ZAGREB, Croatia: The prime minister on Friday requested that the managing board of Croatia’s state-run news agency be dissolved — just months after it was appointed by his government — saying it had failed to consult employees when choosing a new director-general.
Prime Minister Ivo Sanader said the four-member board of the HINA agency demonstrated a “great democratic deficit” because they made a decision on director before the fifth member of the board — the one that represents HINA employees — had been elected.
The board, he said, “eliminated possibility that HINA workers give their say” about the new director, Smiljanka Skugor Hrncevic, elected Thursday after working a long time as HINA news editor.
Sanader said the Cabinet would now ask parliament to dissolve the board, just months after his government had pushed for its election despite criticism from home and abroad that the four appointees were not competent for the job.

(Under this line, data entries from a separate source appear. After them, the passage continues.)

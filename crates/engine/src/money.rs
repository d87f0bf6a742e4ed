use std::{
    fmt,
    iter::Sum,
    ops::{Add, AddAssign, Sub, SubAssign},
    str::FromStr,
};

use rust_decimal::{Decimal, RoundingStrategy, prelude::ToPrimitive};
use serde::{Deserialize, Serialize};

use crate::{EngineError, ResultEngine};

/// A USD-denominated stablecoin amount.
///
/// Arithmetic is exact decimal arithmetic (no floating-point drift). Values
/// are persisted as an `i64` number of **base units** with
/// [`Usd::BASE_UNIT_DIGITS`] fraction digits, matching USDC on-chain
/// precision.
///
/// # Examples
///
/// ```rust
/// use engine::Usd;
///
/// let amount: Usd = "12.34".parse().unwrap();
/// assert_eq!(amount.to_base_units().unwrap(), 12_340_000);
/// assert_eq!(amount.to_string(), "$12.34");
/// ```
///
/// Parsing from user input (accepts `.` or `,` as decimal separator and an
/// optional `$`; rejects more than 6 decimals):
///
/// ```rust
/// use engine::Usd;
///
/// assert_eq!("$10".parse::<Usd>().unwrap(), Usd::from_base_units(10_000_000));
/// assert_eq!("10,5".parse::<Usd>().unwrap(), Usd::from_base_units(10_500_000));
/// assert!("1.0000001".parse::<Usd>().is_err());
/// ```
#[derive(
    Clone, Copy, Debug, Default, PartialEq, Eq, PartialOrd, Ord, Hash, Serialize, Deserialize,
)]
#[serde(transparent)]
pub struct Usd(Decimal);

impl Usd {
    pub const ZERO: Usd = Usd(Decimal::ZERO);

    /// Fraction digits of one base unit (USDC uses 6).
    pub const BASE_UNIT_DIGITS: u32 = 6;

    /// Wraps a decimal amount.
    #[must_use]
    pub const fn new(amount: Decimal) -> Self {
        Self(amount)
    }

    /// Returns the raw decimal amount.
    #[must_use]
    pub const fn amount(self) -> Decimal {
        self.0
    }

    /// Builds an amount from base units (`1_000_000` = `$1`).
    #[must_use]
    pub fn from_base_units(units: i64) -> Self {
        Self(Decimal::new(units, Self::BASE_UNIT_DIGITS))
    }

    /// Converts to base units, truncating anything finer than one base unit.
    pub fn to_base_units(self) -> ResultEngine<i64> {
        let truncated = self
            .0
            .round_dp_with_strategy(Self::BASE_UNIT_DIGITS, RoundingStrategy::ToZero);
        truncated
            .checked_mul(Decimal::from(10_i64.pow(Self::BASE_UNIT_DIGITS)))
            .and_then(|units| units.to_i64())
            .ok_or_else(|| EngineError::InvalidAmount("amount too large".to_string()))
    }

    #[must_use]
    pub fn is_zero(self) -> bool {
        self.0.is_zero()
    }

    #[must_use]
    pub fn is_positive(self) -> bool {
        self.0 > Decimal::ZERO
    }

    #[must_use]
    pub fn is_negative(self) -> bool {
        self.0 < Decimal::ZERO
    }

    /// Whether the amount can be expressed in whole base units.
    #[must_use]
    pub fn fits_base_units(self) -> bool {
        self.0.normalize().scale() <= Self::BASE_UNIT_DIGITS
    }

    /// Multiplies the amount by a plain factor (e.g. a spend fraction),
    /// saturating instead of overflowing.
    #[must_use]
    pub fn scale(self, factor: Decimal) -> Usd {
        Usd(self.0.saturating_mul(factor))
    }

    #[must_use]
    pub fn saturating_add(self, rhs: Usd) -> Usd {
        Usd(self.0.saturating_add(rhs.0))
    }

    /// `self - rhs`, clamped at zero.
    #[must_use]
    pub fn saturating_sub(self, rhs: Usd) -> Usd {
        Usd((self.0 - rhs.0).max(Decimal::ZERO))
    }

    /// Checked addition (returns `None` on overflow).
    #[must_use]
    pub fn checked_add(self, rhs: Usd) -> Option<Usd> {
        self.0.checked_add(rhs.0).map(Usd)
    }

    /// Rounds to cents, half away from zero.
    #[must_use]
    pub fn round_cents(self) -> Usd {
        Usd(self
            .0
            .round_dp_with_strategy(2, RoundingStrategy::MidpointAwayFromZero))
    }

    /// Drops everything below a cent. Never larger than `self` for
    /// non-negative amounts.
    #[must_use]
    pub fn truncate_cents(self) -> Usd {
        Usd(self.0.round_dp_with_strategy(2, RoundingStrategy::ToZero))
    }

    /// Drops everything below one base unit.
    #[must_use]
    pub fn truncate_base_units(self) -> Usd {
        Usd(self
            .0
            .round_dp_with_strategy(Self::BASE_UNIT_DIGITS, RoundingStrategy::ToZero))
    }
}

impl fmt::Display for Usd {
    fn fmt(&self, f: &mut fmt::Formatter<'_>) -> fmt::Result {
        let rounded = self.round_cents().0;
        let sign = if rounded < Decimal::ZERO { "-" } else { "" };
        let plain = format!("{:.2}", rounded.abs());
        let (whole, cents) = plain.split_once('.').unwrap_or((plain.as_str(), "00"));

        let mut grouped = String::with_capacity(whole.len() + whole.len() / 3);
        for (idx, digit) in whole.chars().enumerate() {
            if idx > 0 && (whole.len() - idx) % 3 == 0 {
                grouped.push(',');
            }
            grouped.push(digit);
        }

        write!(f, "{sign}${grouped}.{cents}")
    }
}

impl From<Decimal> for Usd {
    fn from(value: Decimal) -> Self {
        Self(value)
    }
}

impl From<Usd> for Decimal {
    fn from(value: Usd) -> Self {
        value.0
    }
}

impl Add for Usd {
    type Output = Usd;

    fn add(self, rhs: Usd) -> Self::Output {
        Usd(self.0 + rhs.0)
    }
}

impl AddAssign for Usd {
    fn add_assign(&mut self, rhs: Usd) {
        self.0 += rhs.0;
    }
}

impl Sub for Usd {
    type Output = Usd;

    fn sub(self, rhs: Usd) -> Self::Output {
        Usd(self.0 - rhs.0)
    }
}

impl SubAssign for Usd {
    fn sub_assign(&mut self, rhs: Usd) {
        self.0 -= rhs.0;
    }
}

impl Sum for Usd {
    fn sum<I: Iterator<Item = Usd>>(iter: I) -> Self {
        iter.fold(Usd::ZERO, Add::add)
    }
}

impl FromStr for Usd {
    type Err = EngineError;

    /// Parses a decimal string into an amount.
    ///
    /// Accepts `.` or `,` as decimal separator, an optional leading `+`/`-`
    /// and an optional `$`.
    ///
    /// Validation rules:
    /// - max 6 fractional digits (one USDC base unit)
    /// - rejects empty/invalid strings
    fn from_str(s: &str) -> Result<Self, Self::Err> {
        let empty = || EngineError::InvalidAmount("empty amount".to_string());
        let invalid = || EngineError::InvalidAmount("invalid amount".to_string());

        let trimmed = s.trim();
        if trimmed.is_empty() {
            return Err(empty());
        }

        let (negative, rest) = if let Some(stripped) = trimmed.strip_prefix('-') {
            (true, stripped)
        } else if let Some(stripped) = trimmed.strip_prefix('+') {
            (false, stripped)
        } else {
            (false, trimmed)
        };

        let rest = rest.trim();
        let rest = rest.strip_prefix('$').unwrap_or(rest).trim();
        if rest.is_empty() {
            return Err(empty());
        }

        let rest = rest.replace(',', ".");
        let mut parts = rest.split('.');
        let whole = parts.next().ok_or_else(invalid)?;
        let frac = parts.next();

        if parts.next().is_some() {
            return Err(invalid());
        }

        if whole.is_empty() || !whole.chars().all(|c| c.is_ascii_digit()) {
            return Err(invalid());
        }

        let normalized = match frac {
            None | Some("") => whole.to_string(),
            Some(frac) => {
                if !frac.chars().all(|c| c.is_ascii_digit()) {
                    return Err(invalid());
                }
                if frac.len() > Self::BASE_UNIT_DIGITS as usize {
                    return Err(EngineError::InvalidAmount("too many decimals".to_string()));
                }
                format!("{whole}.{frac}")
            }
        };

        let value = Decimal::from_str(&normalized)
            .map_err(|_| EngineError::InvalidAmount("amount too large".to_string()))?;

        Ok(Usd(if negative { -value } else { value }))
    }
}

#[cfg(test)]
mod tests {
    use rust_decimal_macros::dec;

    use super::*;

    #[test]
    fn display_formats_usd() {
        assert_eq!(Usd::ZERO.to_string(), "$0.00");
        assert_eq!(Usd::new(dec!(0.005)).to_string(), "$0.01");
        assert_eq!(Usd::new(dec!(7.4986)).to_string(), "$7.50");
        assert_eq!(Usd::new(dec!(1234.5)).to_string(), "$1,234.50");
        assert_eq!(Usd::new(dec!(10000)).to_string(), "$10,000.00");
        assert_eq!(Usd::new(dec!(-944)).to_string(), "-$944.00");
    }

    #[test]
    fn parse_accepts_dot_comma_and_dollar() {
        assert_eq!("10".parse::<Usd>().unwrap(), Usd::new(dec!(10)));
        assert_eq!("10.5".parse::<Usd>().unwrap(), Usd::new(dec!(10.5)));
        assert_eq!("10,50".parse::<Usd>().unwrap(), Usd::new(dec!(10.5)));
        assert_eq!("$56".parse::<Usd>().unwrap(), Usd::new(dec!(56)));
        assert_eq!("-0.01".parse::<Usd>().unwrap(), Usd::new(dec!(-0.01)));
        assert_eq!("  2.30 ".parse::<Usd>().unwrap(), Usd::new(dec!(2.3)));
        assert_eq!("0.000001".parse::<Usd>().unwrap(), Usd::from_base_units(1));
    }

    #[test]
    fn parse_rejects_garbage() {
        assert!("".parse::<Usd>().is_err());
        assert!("$".parse::<Usd>().is_err());
        assert!("abc".parse::<Usd>().is_err());
        assert!("1.2.3".parse::<Usd>().is_err());
        assert!(".5".parse::<Usd>().is_err());
        assert!("1e3".parse::<Usd>().is_err());
        assert_eq!(
            "0.0000001".parse::<Usd>().unwrap_err(),
            EngineError::InvalidAmount("too many decimals".to_string())
        );
    }

    #[test]
    fn base_units_truncate_sub_unit_dust() {
        assert_eq!(Usd::new(dec!(1.2345679)).to_base_units().unwrap(), 1_234_567);
        assert_eq!(Usd::from_base_units(56_000_000), Usd::new(dec!(56)));
    }

    #[test]
    fn saturating_sub_clamps_at_zero() {
        let a = Usd::new(dec!(5));
        let b = Usd::new(dec!(7));
        assert_eq!(a.saturating_sub(b), Usd::ZERO);
        assert_eq!(b.saturating_sub(a), Usd::new(dec!(2)));
    }

    #[test]
    fn truncation_never_rounds_up() {
        let available = Usd::new(dec!(5.99890410958904));
        assert_eq!(available.truncate_cents(), Usd::new(dec!(5.99)));
        assert_eq!(available.truncate_base_units(), Usd::new(dec!(5.998904)));
        assert!(available.truncate_cents() <= available);
    }

    #[test]
    fn base_unit_precision() {
        assert!(Usd::new(dec!(1.000001)).fits_base_units());
        assert!(Usd::new(dec!(1.5000000)).fits_base_units());
        assert!(!Usd::new(dec!(1.0000001)).fits_base_units());
    }

    #[test]
    fn scale_saturates() {
        let huge = Usd::new(Decimal::MAX);
        assert_eq!(huge.scale(dec!(2)), Usd::new(Decimal::MAX));
        assert_eq!(huge.saturating_add(huge), Usd::new(Decimal::MAX));
    }
}
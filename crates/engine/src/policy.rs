//! Spending modes and the spendable ceiling.

use std::{fmt, str::FromStr};

use rust_decimal::Decimal;
use rust_decimal_macros::dec;
use serde::{Deserialize, Serialize};
use unicode_normalization::UnicodeNormalization;

use crate::{EngineError, Usd};

/// How much of the accrued yield may be spent. The rest is reserved and keeps
/// compounding in the position.
#[derive(Clone, Copy, Debug, Default, PartialEq, Eq, Hash, Serialize, Deserialize)]
#[serde(rename_all = "lowercase")]
pub enum SpendingMode {
    Conservative,
    #[default]
    Balanced,
    Growth,
}

impl SpendingMode {
    pub const ALL: [SpendingMode; 3] = [
        SpendingMode::Conservative,
        SpendingMode::Balanced,
        SpendingMode::Growth,
    ];

    /// Fraction of accrued yield that is spendable.
    #[must_use]
    pub fn spend_fraction(self) -> Decimal {
        match self {
            SpendingMode::Conservative => dec!(0.5),
            SpendingMode::Balanced => dec!(0.8),
            SpendingMode::Growth => dec!(0.3),
        }
    }

    /// Fraction of accrued yield that is kept aside.
    #[must_use]
    pub fn reserve_fraction(self) -> Decimal {
        Decimal::ONE - self.spend_fraction()
    }

    /// Spend fraction as a whole percentage (`80` for balanced).
    #[must_use]
    pub fn spend_percent(self) -> Decimal {
        self.spend_fraction() * Decimal::ONE_HUNDRED
    }

    #[must_use]
    pub const fn code(self) -> &'static str {
        match self {
            SpendingMode::Conservative => "conservative",
            SpendingMode::Balanced => "balanced",
            SpendingMode::Growth => "growth",
        }
    }
}

impl fmt::Display for SpendingMode {
    fn fmt(&self, f: &mut fmt::Formatter<'_>) -> fmt::Result {
        f.write_str(self.code())
    }
}

impl FromStr for SpendingMode {
    type Err = EngineError;

    fn from_str(s: &str) -> Result<Self, Self::Err> {
        let normalized: String = s.nfkc().collect::<String>().trim().to_lowercase();
        SpendingMode::ALL
            .into_iter()
            .find(|mode| mode.code() == normalized)
            .ok_or_else(|| EngineError::InvalidMode(s.trim().to_string()))
    }
}

impl TryFrom<&str> for SpendingMode {
    type Error = EngineError;

    fn try_from(value: &str) -> Result<Self, Self::Error> {
        value.parse()
    }
}

/// Spendable ceiling: the mode's share of accrued yield minus everything
/// already withdrawn, never below zero.
#[must_use]
pub fn ceiling(accrued_yield: Usd, mode: SpendingMode, cumulative_withdrawn: Usd) -> Usd {
    accrued_yield
        .scale(mode.spend_fraction())
        .saturating_sub(cumulative_withdrawn)
}
//! History of executed transfers.
//!
//! Rows are appended in the same database transaction that advances the
//! ledger and are never updated afterwards.

use chrono::{DateTime, Utc};
use sea_orm::{ActiveValue, entity::prelude::*};
use serde::Serialize;
use uuid::Uuid;

use crate::{EngineError, TransferReceipt, Usd};

#[derive(Clone, Debug, PartialEq, Eq, Serialize)]
pub struct TransferRecord {
    pub id: Uuid,
    pub amount_usd: Usd,
    pub destination: String,
    pub tx_reference: String,
    pub explorer_url: Option<String>,
    /// Spendable ceiling when the transfer was approved.
    pub ceiling_usd: Usd,
    /// External allowance left when the transfer was approved.
    pub limit_remaining_usd: Usd,
    pub executed_at: DateTime<Utc>,
}

impl TransferRecord {
    #[must_use]
    pub fn new(
        amount_usd: Usd,
        destination: impl Into<String>,
        receipt: TransferReceipt,
        ceiling_usd: Usd,
        limit_remaining_usd: Usd,
        executed_at: DateTime<Utc>,
    ) -> Self {
        Self {
            id: Uuid::new_v4(),
            amount_usd,
            destination: destination.into(),
            tx_reference: receipt.tx_reference,
            explorer_url: receipt.explorer_url,
            ceiling_usd,
            limit_remaining_usd,
            executed_at,
        }
    }
}

#[derive(Clone, Debug, PartialEq, DeriveEntityModel)]
#[sea_orm(table_name = "transfers")]
pub struct Model {
    #[sea_orm(primary_key, auto_increment = false)]
    pub id: String,
    pub amount_base_units: i64,
    pub destination: String,
    pub tx_reference: String,
    pub explorer_url: Option<String>,
    pub ceiling_base_units: i64,
    pub limit_remaining_base_units: i64,
    pub executed_at: DateTimeUtc,
}

#[derive(Copy, Clone, Debug, EnumIter, DeriveRelation)]
pub enum Relation {}

impl ActiveModelBehavior for ActiveModel {}

impl TryFrom<&TransferRecord> for ActiveModel {
    type Error = EngineError;

    fn try_from(record: &TransferRecord) -> Result<Self, Self::Error> {
        Ok(Self {
            id: ActiveValue::Set(record.id.to_string()),
            amount_base_units: ActiveValue::Set(record.amount_usd.to_base_units()?),
            destination: ActiveValue::Set(record.destination.clone()),
            tx_reference: ActiveValue::Set(record.tx_reference.clone()),
            explorer_url: ActiveValue::Set(record.explorer_url.clone()),
            ceiling_base_units: ActiveValue::Set(record.ceiling_usd.to_base_units()?),
            limit_remaining_base_units: ActiveValue::Set(
                record.limit_remaining_usd.to_base_units()?,
            ),
            executed_at: ActiveValue::Set(record.executed_at),
        })
    }
}

impl TryFrom<Model> for TransferRecord {
    type Error = EngineError;

    fn try_from(model: Model) -> Result<Self, Self::Error> {
        Ok(Self {
            id: Uuid::parse_str(&model.id)
                .map_err(|_| EngineError::KeyNotFound("transfer not exists".to_string()))?,
            amount_usd: Usd::from_base_units(model.amount_base_units),
            destination: model.destination,
            tx_reference: model.tx_reference,
            explorer_url: model.explorer_url,
            ceiling_usd: Usd::from_base_units(model.ceiling_base_units),
            limit_remaining_usd: Usd::from_base_units(model.limit_remaining_base_units),
            executed_at: model.executed_at,
        })
    }
}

The International Federation of Journalists expressed concerns at the time that, by appointing the four — including a veterinarian and a man who only recently graduated law — the government in fact aimed to put the public news agency under its control.
Sanader said the workers’ representative at the board, or its fifth member, was to be elected at the ongoing parliament session, and that the board should have waited until then to chose a new director.
Parliament, where Sanader’s Croatian Democratic Union holds majority, is likely to follow his request and fire the board, after which they would have to elect a new one.